Artist-witnesses have been in the field chronicling wars and warriors since time immemorial. More recently, they served in Korea, Vietnam and in the recent conflicts in Iraq and Afghanistan. This tradition continues today with artists Michael D. Fay, Victor Juhasz, and Steve Mumford. They’ll be presenters at an event hosted by the Society of Illustrators Wednesday, Sept. 17, from 6:30 – 8:30 pm.
The artists will discuss their experience creating imagery during combat, as well their visual records of wounded veterans recovering from their injuries. (Tickets for this must see event are on sale here.) Prior to the formal discussion, I asked the artists about the what they hope the SI audience will take away from their experiences.
Michael D. Fay
What is your aim for this panel?
Michael D. Fay: To give students, fellow illustrators and artists, and the art public the opportunity to gain some insight into a small, but active art niche, devoted to creating art from direct experience with war and warriors. Also, to perhaps give the audience an appreciation of the degree war has played an integral part in the arch of art history.
Victor Juhasz: We feel very strongly that combat/war (also known as ‘witness’) artists bring unique and significant visual observations from their front line experiences that are different from photo journalism. The camera takes in all the facts in a split second. Drawings and paintings take time even under the most pressured circumstances. The artist must observe and in the process make visual editorial decisions to tell a story.
One thing that will make this evening’s presentation interesting is that we’ll have perspectives on documenting the events from both a civilian and military artist’s point of view. What are the similarities, what are the differences?
Steve Mumford: I’d like to describe the highs and lows of being and trying to make art in a combat zone: fear, boredom, looking desperately for something or somebody to draw, drawing with 50 lbs of gear on in 120 degrees, and no handkerchief to keep the sweat from obliterating the ink on the pad. Or, occasionally, the tears.
What was the last combat situation you covered?
Fay: In May of 2010, I embedded with Marines in Afghanistan.
Juhasz: My only actual embedded situation was in August 2011 in Kandahar, Afghanistan, documenting the 1-52nd Arctic Thunder Army helicopter MEDEVAC unit. The drawings and my writings were published in GQ online [in]July 2012. The feature also had an app created for it — one of the first for GQ online.
Mumford: Helmand, Afghanistan in 2011 and (not precisely combat!) [and] Gitmo in 2013, both for Harper’s Magazine.
Steve Mumford: Soldiers in 2007 outside the morgue of the Baghdad ER, where one of their comrades lies dead. They’re waiting for the “angel flight”, a helicopter that carries the body to Balad AFB, before being sent to Dover.
Michael D. Fay
You’ve been doing this for years. What do you want viewers to take away from your images?
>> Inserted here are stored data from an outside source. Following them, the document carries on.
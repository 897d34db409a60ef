// Copyright 2024 the bcp developers
//
// Permission is hereby granted, free of charge, to any person obtaining a copy of
// this software and associated documentation files (the "Software"), to deal in
// the Software without restriction, including without limitation the rights to
// use, copy, modify, merge, publish, distribute, sublicense, and/or sell copies of
// the Software, and to permit persons to whom the Software is furnished to do so,
// subject to the following conditions:
//
// The above copyright notice and this permission notice shall be included in all
// copies or substantial portions of the Software.
//
// THE SOFTWARE IS PROVIDED "AS IS", WITHOUT WARRANTY OF ANY KIND, EXPRESS OR
// IMPLIED, INCLUDING BUT NOT LIMITED TO THE WARRANTIES OF MERCHANTABILITY, FITNESS
// FOR A PARTICULAR PURPOSE AND NONINFRINGEMENT. IN NO EVENT SHALL THE AUTHORS OR
// COPYRIGHT HOLDERS BE LIABLE FOR ANY CLAIM, DAMAGES OR OTHER LIABILITY, WHETHER
// IN AN ACTION OF CONTRACT, TORT OR OTHERWISE, ARISING FROM, OUT OF OR IN
// CONNECTION WITH THE SOFTWARE OR THE USE OR OTHER DEALINGS IN THE SOFTWARE.

//! This module defines the per-family plug-in registries. Plug-ins are owned
//! as boxed trait objects; next to each propagator, separator and constraint
//! handler lives the engine-side `delayed` bit (it is the caller's job to
//! reset it at the next round, the plug-in only ever reports its verdict).
//! The drivers iterate plug-ins through priority-sorted index views computed
//! once before solving starts.

use crate::{
    BestBoundSelector, BranchRule, ConsHdlr, Heuristic, NodeSelector, Pricer, Propagator,
    Relaxator, Separator,
};

pub struct PropEntry {
    pub plugin: Box<dyn Propagator>,
    pub delayed: bool,
}

pub struct ConsEntry {
    pub plugin: Box<dyn ConsHdlr>,
    pub sepa_delayed: bool,
    pub prop_delayed: bool,
}

pub struct SepaEntry {
    pub plugin: Box<dyn Separator>,
    pub lp_delayed: bool,
    pub sol_delayed: bool,
}

pub struct RelaxEntry {
    pub plugin: Box<dyn Relaxator>,
    /// Whether the relaxator's last answer is still valid for the focus node
    pub solved: bool,
}

/// The plug-in registries of one solver instance.
pub struct Plugins {
    pub props: Vec<PropEntry>,
    pub conshdlrs: Vec<ConsEntry>,
    pub sepas: Vec<SepaEntry>,
    pub pricers: Vec<Box<dyn Pricer>>,
    pub relaxs: Vec<RelaxEntry>,
    pub heurs: Vec<Box<dyn Heuristic>>,
    pub branchrules: Vec<Box<dyn BranchRule>>,
    pub nodesel: Box<dyn NodeSelector>,

    prop_order: Vec<usize>,
    sepa_order: Vec<usize>,
    conshdlr_sepa_order: Vec<usize>,
    conshdlr_enfo_order: Vec<usize>,
    pricer_order: Vec<usize>,
    relax_order: Vec<usize>,
    heur_order: Vec<usize>,
    branch_order: Vec<usize>,
}

impl Plugins {
    pub fn new() -> Self {
        Plugins {
            props: vec![],
            conshdlrs: vec![],
            sepas: vec![],
            pricers: vec![],
            relaxs: vec![],
            heurs: vec![],
            branchrules: vec![],
            nodesel: Box::new(BestBoundSelector::new()),
            prop_order: vec![],
            sepa_order: vec![],
            conshdlr_sepa_order: vec![],
            conshdlr_enfo_order: vec![],
            pricer_order: vec![],
            relax_order: vec![],
            heur_order: vec![],
            branch_order: vec![],
        }
    }

    pub fn add_propagator(&mut self, plugin: Box<dyn Propagator>) {
        self.props.push(PropEntry {
            plugin,
            delayed: false,
        });
    }

    pub fn add_conshdlr(&mut self, plugin: Box<dyn ConsHdlr>) {
        self.conshdlrs.push(ConsEntry {
            plugin,
            sepa_delayed: false,
            prop_delayed: false,
        });
    }

    pub fn add_separator(&mut self, plugin: Box<dyn Separator>) {
        self.sepas.push(SepaEntry {
            plugin,
            lp_delayed: false,
            sol_delayed: false,
        });
    }

    pub fn add_pricer(&mut self, plugin: Box<dyn Pricer>) {
        self.pricers.push(plugin);
    }

    pub fn add_relaxator(&mut self, plugin: Box<dyn Relaxator>) {
        self.relaxs.push(RelaxEntry {
            plugin,
            solved: false,
        });
    }

    pub fn add_heuristic(&mut self, plugin: Box<dyn Heuristic>) {
        self.heurs.push(plugin);
    }

    pub fn add_branchrule(&mut self, plugin: Box<dyn BranchRule>) {
        self.branchrules.push(plugin);
    }

    pub fn set_nodesel(&mut self, plugin: Box<dyn NodeSelector>) {
        self.nodesel = plugin;
    }

    /// The number of pricers participating in the current problem. Restarts
    /// are forbidden while this is nonzero.
    pub fn n_active_pricers(&self) -> usize {
        self.pricers.iter().filter(|p| p.is_active()).count()
    }

    /// Recomputes every priority-sorted view. Called once when solving
    /// starts; priorities are static afterwards.
    pub fn sort(&mut self) {
        self.prop_order = sorted_by(self.props.len(), |i| self.props[i].plugin.priority());
        self.sepa_order = sorted_by(self.sepas.len(), |i| self.sepas[i].plugin.priority());
        self.conshdlr_sepa_order = sorted_by(self.conshdlrs.len(), |i| {
            self.conshdlrs[i].plugin.sepa_priority()
        });
        self.conshdlr_enfo_order = sorted_by(self.conshdlrs.len(), |i| {
            self.conshdlrs[i].plugin.enfo_priority()
        });
        self.pricer_order = sorted_by(self.pricers.len(), |i| self.pricers[i].priority());
        self.relax_order = sorted_by(self.relaxs.len(), |i| self.relaxs[i].plugin.priority());
        self.heur_order = sorted_by(self.heurs.len(), |i| self.heurs[i].priority());
        self.branch_order = sorted_by(self.branchrules.len(), |i| self.branchrules[i].priority());
    }

    pub fn prop_order(&self) -> Vec<usize> {
        self.prop_order.clone()
    }
    pub fn sepa_order(&self) -> Vec<usize> {
        self.sepa_order.clone()
    }
    pub fn conshdlr_sepa_order(&self) -> Vec<usize> {
        self.conshdlr_sepa_order.clone()
    }
    pub fn conshdlr_enfo_order(&self) -> Vec<usize> {
        self.conshdlr_enfo_order.clone()
    }
    pub fn pricer_order(&self) -> Vec<usize> {
        self.pricer_order.clone()
    }
    pub fn relax_order(&self) -> Vec<usize> {
        self.relax_order.clone()
    }
    pub fn heur_order(&self) -> Vec<usize> {
        self.heur_order.clone()
    }
    pub fn branch_order(&self) -> Vec<usize> {
        self.branch_order.clone()
    }
}

impl Default for Plugins {
    fn default() -> Self {
        Self::new()
    }
}

/// Indices `0..len` sorted by decreasing priority, stable for equal
/// priorities (registration order breaks ties).
fn sorted_by(len: usize, priority: impl Fn(usize) -> i32) -> Vec<usize> {
    let mut order: Vec<usize> = (0..len).collect();
    order.sort_by_key(|&i| std::cmp::Reverse(priority(i)));
    order
}

// ############################################################################
// #### TESTS #################################################################
// ############################################################################

#[cfg(test)]
mod test_plugins {
    use super::*;
    use crate::{PropResult, Result, SolvingData};

    struct Prio(&'static str, i32);
    impl Propagator for Prio {
        fn name(&self) -> &str {
            self.0
        }
        fn priority(&self) -> i32 {
            self.1
        }
        fn execute(
            &mut self,
            _data: &mut SolvingData,
            _depth: usize,
            _only_delayed: bool,
        ) -> Result<PropResult> {
            Ok(PropResult::DidNotRun)
        }
    }

    #[test]
    fn orders_are_sorted_by_decreasing_priority() {
        let mut plugins = Plugins::new();
        plugins.add_propagator(Box::new(Prio("low", -10)));
        plugins.add_propagator(Box::new(Prio("high", 100)));
        plugins.add_propagator(Box::new(Prio("mid", 0)));
        plugins.sort();
        assert_eq!(vec![1, 2, 0], plugins.prop_order());
    }

    #[test]
    fn registration_order_breaks_priority_ties() {
        let mut plugins = Plugins::new();
        plugins.add_propagator(Box::new(Prio("first", 0)));
        plugins.add_propagator(Box::new(Prio("second", 0)));
        plugins.sort();
        assert_eq!(vec![0, 1], plugins.prop_order());
    }
}
// Copyright 2024 the bcp developers
//
// Permission is hereby granted, free of charge, to any person obtaining a copy of
// this software and associated documentation files (the "Software"), to deal in
// the Software without restriction, including without limitation the rights to
// use, copy, modify, merge, publish, distribute, sublicense, and/or sell copies of
// the Software, and to permit persons to whom the Software is furnished to do so,
// subject to the following conditions:
//
// The above copyright notice and this permission notice shall be included in all
// copies or substantial portions of the Software.
//
// THE SOFTWARE IS PROVIDED "AS IS", WITHOUT WARRANTY OF ANY KIND, EXPRESS OR
// IMPLIED, INCLUDING BUT NOT LIMITED TO THE WARRANTIES OF MERCHANTABILITY, FITNESS
// FOR A PARTICULAR PURPOSE AND NONINFRINGEMENT. IN NO EVENT SHALL THE AUTHORS OR
// COPYRIGHT HOLDERS BE LIABLE FOR ANY CLAIM, DAMAGES OR OTHER LIABILITY, WHETHER
// IN AN ACTION OF CONTRACT, TORT OR OTHERWISE, ARISING FROM, OUT OF OR IN
// CONNECTION WITH THE SOFTWARE OR THE USE OR OTHER DEALINGS IN THE SOFTWARE.

//! This module defines the `Sepastore`, the buffer collecting candidate
//! cuts before they are applied to the LP in one batch. During constraint
//! enforcement the store runs in forced mode: enforcement-generated cuts
//! bypass any selection policy, a constraint handler relying on its cut
//! entering the LP must not be second-guessed.

use fxhash::FxHashSet;

use crate::Row;

/// The separation storage.
#[derive(Debug, Default)]
pub struct Sepastore {
    cuts: Vec<Row>,
    hashes: FxHashSet<u64>,
    forcecuts: bool,
    initiallp: bool,
    /// Cuts submitted over the whole solve
    pub ncutsfound: u64,
    /// Cuts actually entered into the LP
    pub ncutsapplied: u64,
}

impl Sepastore {
    pub fn new() -> Self {
        Self::default()
    }

    /// Enters forced mode: every submitted cut will be applied.
    pub fn start_force_cuts(&mut self) {
        self.forcecuts = true;
    }

    pub fn end_force_cuts(&mut self) {
        self.forcecuts = false;
    }

    /// Whether submitted cuts currently bypass the selection policy.
    pub fn forced(&self) -> bool {
        self.forcecuts || self.initiallp
    }

    /// Informs the storage that the initial LP is being populated.
    pub fn start_initial_lp(&mut self) {
        self.initiallp = true;
    }

    pub fn end_initial_lp(&mut self) {
        self.initiallp = false;
    }

    /// Submits a cut. Exact duplicates of cuts already waiting are dropped.
    pub fn add_cut(&mut self, row: Row) {
        if !self.hashes.insert(row.hash_key()) {
            return;
        }
        self.cuts.push(row);
        self.ncutsfound += 1;
    }

    /// The number of cuts waiting to be applied.
    pub fn n_cuts(&self) -> usize {
        self.cuts.len()
    }

    /// Removes and returns all waiting cuts for application.
    pub fn take_cuts(&mut self) -> Vec<Row> {
        self.hashes.clear();
        std::mem::take(&mut self.cuts)
    }

    /// Drops all waiting cuts; used when the node is infeasible anyway and
    /// the cuts are of no use.
    pub fn clear_cuts(&mut self) {
        self.hashes.clear();
        self.cuts.clear();
    }
}

// ############################################################################
// #### TESTS #################################################################
// ############################################################################
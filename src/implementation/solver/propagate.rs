// Copyright 2024 the bcp developers
//
// Permission is hereby granted, free of charge, to any person obtaining a copy of
// this software and associated documentation files (the "Software"), to deal in
// the Software without restriction, including without limitation the rights to
// use, copy, modify, merge, publish, distribute, sublicense, and/or sell copies of
// the Software, and to permit persons to whom the Software is furnished to do so,
// subject to the following conditions:
//
// The above copyright notice and this permission notice shall be included in all
// copies or substantial portions of the Software.
//
// THE SOFTWARE IS PROVIDED "AS IS", WITHOUT WARRANTY OF ANY KIND, EXPRESS OR
// IMPLIED, INCLUDING BUT NOT LIMITED TO THE WARRANTIES OF MERCHANTABILITY, FITNESS
// FOR A PARTICULAR PURPOSE AND NONINFRINGEMENT. IN NO EVENT SHALL THE AUTHORS OR
// COPYRIGHT HOLDERS BE LIABLE FOR ANY CLAIM, DAMAGES OR OTHER LIABILITY, WHETHER
// IN AN ACTION OF CONTRACT, TORT OR OTHERWISE, ARISING FROM, OUT OF OR IN
// CONNECTION WITH THE SOFTWARE OR THE USE OR OTHER DEALINGS IN THE SOFTWARE.

//! The domain propagation driver. One round visits the propagators with
//! non-negative priority, then the constraint handlers, then the negative
//! priority propagators; rounds repeat while reductions keep coming. The
//! delayed plug-ins are worked off exactly when the round that would
//! otherwise terminate the loop would leave delayed work behind.

use super::data;
use super::SolvingData;
use crate::{PropResult, Result, Solver};

/// The aggregated flags of one propagation round.
#[derive(Debug, Default, Clone, Copy)]
struct PropRound {
    delayed: bool,
    propagain: bool,
    cutoff: bool,
}

impl Solver {
    /// Applies one round of propagation by calling the propagators and the
    /// constraint handlers in their prescribed order.
    fn propagation_round(
        &mut self,
        depth: usize,
        fullpropagation: bool,
        onlydelayed: bool,
    ) -> Result<PropRound> {
        let mut round = PropRound::default();
        let abortoncutoff = self.set.prop_abortoncutoff;

        // call propagators with non-negative priority
        for i in self.plugins.prop_order() {
            if round.cutoff && abortoncutoff {
                break;
            }
            if self.plugins.props[i].plugin.priority() < 0 {
                continue;
            }
            if onlydelayed && !self.plugins.props[i].delayed {
                continue;
            }
            let mut data = data!(self);
            let result = self.plugins.props[i]
                .plugin
                .execute(&mut data, depth, onlydelayed)?;
            self.plugins.props[i].delayed = result == PropResult::Delayed;
            round.delayed |= result == PropResult::Delayed;
            round.propagain |= result == PropResult::ReducedDom;
            round.cutoff |= result == PropResult::Cutoff;
            if result == PropResult::Cutoff {
                log::debug!(
                    "propagator <{}> detected a cutoff",
                    self.plugins.props[i].plugin.name()
                );
            }
            // working off the delayed plug-ins stops at the first reduction
            if onlydelayed && result == PropResult::ReducedDom {
                round.delayed = true;
                return Ok(round);
            }
        }

        // propagate constraints
        for i in 0..self.plugins.conshdlrs.len() {
            if round.cutoff && abortoncutoff {
                break;
            }
            if onlydelayed && !self.plugins.conshdlrs[i].prop_delayed {
                continue;
            }
            let mut data = data!(self);
            let result = self.plugins.conshdlrs[i].plugin.propagate(
                &mut data,
                depth,
                fullpropagation,
                onlydelayed,
            )?;
            self.plugins.conshdlrs[i].prop_delayed = result == PropResult::Delayed;
            round.delayed |= result == PropResult::Delayed;
            round.propagain |= result == PropResult::ReducedDom;
            round.cutoff |= result == PropResult::Cutoff;
            if result == PropResult::Cutoff {
                log::debug!(
                    "constraint handler <{}> detected a cutoff in propagation",
                    self.plugins.conshdlrs[i].plugin.name()
                );
            }
            if onlydelayed && result == PropResult::ReducedDom {
                round.delayed = true;
                return Ok(round);
            }
        }

        // call propagators with negative priority
        for i in self.plugins.prop_order() {
            if round.cutoff && abortoncutoff {
                break;
            }
            if self.plugins.props[i].plugin.priority() >= 0 {
                continue;
            }
            if onlydelayed && !self.plugins.props[i].delayed {
                continue;
            }
            let mut data = data!(self);
            let result = self.plugins.props[i]
                .plugin
                .execute(&mut data, depth, onlydelayed)?;
            self.plugins.props[i].delayed = result == PropResult::Delayed;
            round.delayed |= result == PropResult::Delayed;
            round.propagain |= result == PropResult::ReducedDom;
            round.cutoff |= result == PropResult::Cutoff;
            if onlydelayed && result == PropResult::ReducedDom {
                round.delayed = true;
                return Ok(round);
            }
        }

        Ok(round)
    }

    /// Applies propagation rounds on the focus node until no further
    /// reductions are found, a cutoff is detected, the round limit is
    /// exhausted, or a stop is signalled.
    ///
    /// `maxrounds == 0` uses the configured cap (root vs non-root),
    /// `maxrounds == -1` removes the cap. The node is marked propagated on
    /// completion.
    pub(crate) fn propagate_domains(
        &mut self,
        depth: usize,
        maxrounds: i32,
        mut fullpropagation: bool,
    ) -> Result<bool> {
        let mut maxrounds = match maxrounds {
            0 => {
                if depth == 0 {
                    self.set.prop_maxroundsroot
                } else {
                    self.set.prop_maxrounds
                }
            }
            n => n,
        };
        if maxrounds == -1 {
            maxrounds = i32::MAX;
        }

        log::debug!(
            "domain propagation of node in depth {} (maxrounds {})",
            depth,
            maxrounds
        );

        let mut cutoff = false;
        let mut propround = 0;
        let mut propagain = true;
        while propagain && !cutoff && propround < maxrounds && !self.is_stopped(false) {
            propround += 1;

            let round = self.propagation_round(depth, fullpropagation, false)?;
            propagain = round.propagain;
            cutoff = round.cutoff;
            let mut delayed = round.delayed;

            // if the propagation would terminate, work off the delayed
            // plug-ins until nothing is delayed or new reductions appear
            while delayed && (!propagain || propround >= maxrounds) && !cutoff {
                let round = self.propagation_round(depth, fullpropagation, true)?;
                delayed = round.delayed;
                propagain |= round.propagain;
                cutoff |= round.cutoff;
            }

            // a reduction was found: the next round has to look at all
            // constraints again, even if the plug-in applied no change itself
            fullpropagation = true;
        }

        self.tree.mark_focus_propagated();

        Ok(cutoff)
    }

    /// Applies domain propagation on the focus node and flushes the conflict
    /// storage afterwards.
    pub fn propagate(&mut self, depth: usize, maxrounds: i32, full: bool) -> Result<bool> {
        let cutoff = self.propagate_domains(depth, maxrounds, full)?;
        let _conflictsets = self.conflict.flush();
        Ok(cutoff)
    }
}

// ############################################################################
// #### TESTS #################################################################
// ############################################################################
Fay: First and foremost, the humanity of warriors, and secondly, the appropriateness of artists experiencing war, one of the most universal of human conditions and a deep informer of art history.
Juhasz: I’d like them to connect with the soldiers, Marines [and] civilians I draw, and the stories I tell visually and sometimes with words. The battlefield can be overseas or back home in a hospital ward recovering from life threatening wounds. Hopefully, I can stay as objective in my documentation as possible and allow the viewer to come to his/her own conclusion.
Mumford: A feeling of what it’s actually like, through a sense of my being there. I think viewers can tell from the mark-making when you’re sweating out a drawing, plugging away mistakes and all. It’s very personal, I hope.
Steve Mumford: Three Iraqi suspects at an MP base in Samarra in 2003, arrested on suspicion of launching an RPG at the base and killing an Iraqi cd seller.
What is the virtue of art versus photography in war?
Fay: Art is like poetry and photography is the prose. Both have intense narrative content, but art, with its deep analog roots, is a more intimate experience both for the artist and the viewer. Art condenses and edits many moments down to one vision. A photograph captures one moment recorded expertly with a machine. This is not to say a photograph or the photographer are any less profound in their work, just different.
‘Distance’ is an element in art and produce different responses in the overall aesthetic experience for both the creator and the viewer. I believe there is more an element of ‘distance’ in a photo and a greater degree of intimacy in a field sketch or watercolor.
Juhasz: The strange element of intimacy that is inherent in the very act of taking the time to observe, digest and draw as well as the artist’s relationship with the subject or subject matter. That connection can happen even in the most compressed of circumstances and certainly in the more extended situations of sitting and spending time drawing a wounded vet. The eyes start connecting. The expressions and body language are noted. Guards are let down.
We’re not invading space — as is the nature of photo journalism “spray and run” as I heard it described recently by a cameraman — as much as being allowed into someone’s space. It sets up a different experience for the viewer.
Mumford: There’s so much awesome photography of the wars, including by Iraqi and Afghan photojournalists trained through AP and others. Photos are really immediate, much better for showing action and decisive moments. Drawing captures something much slower, the moments in between, which make up the actuality of a combat zone. And, of course, they’re much more subjective.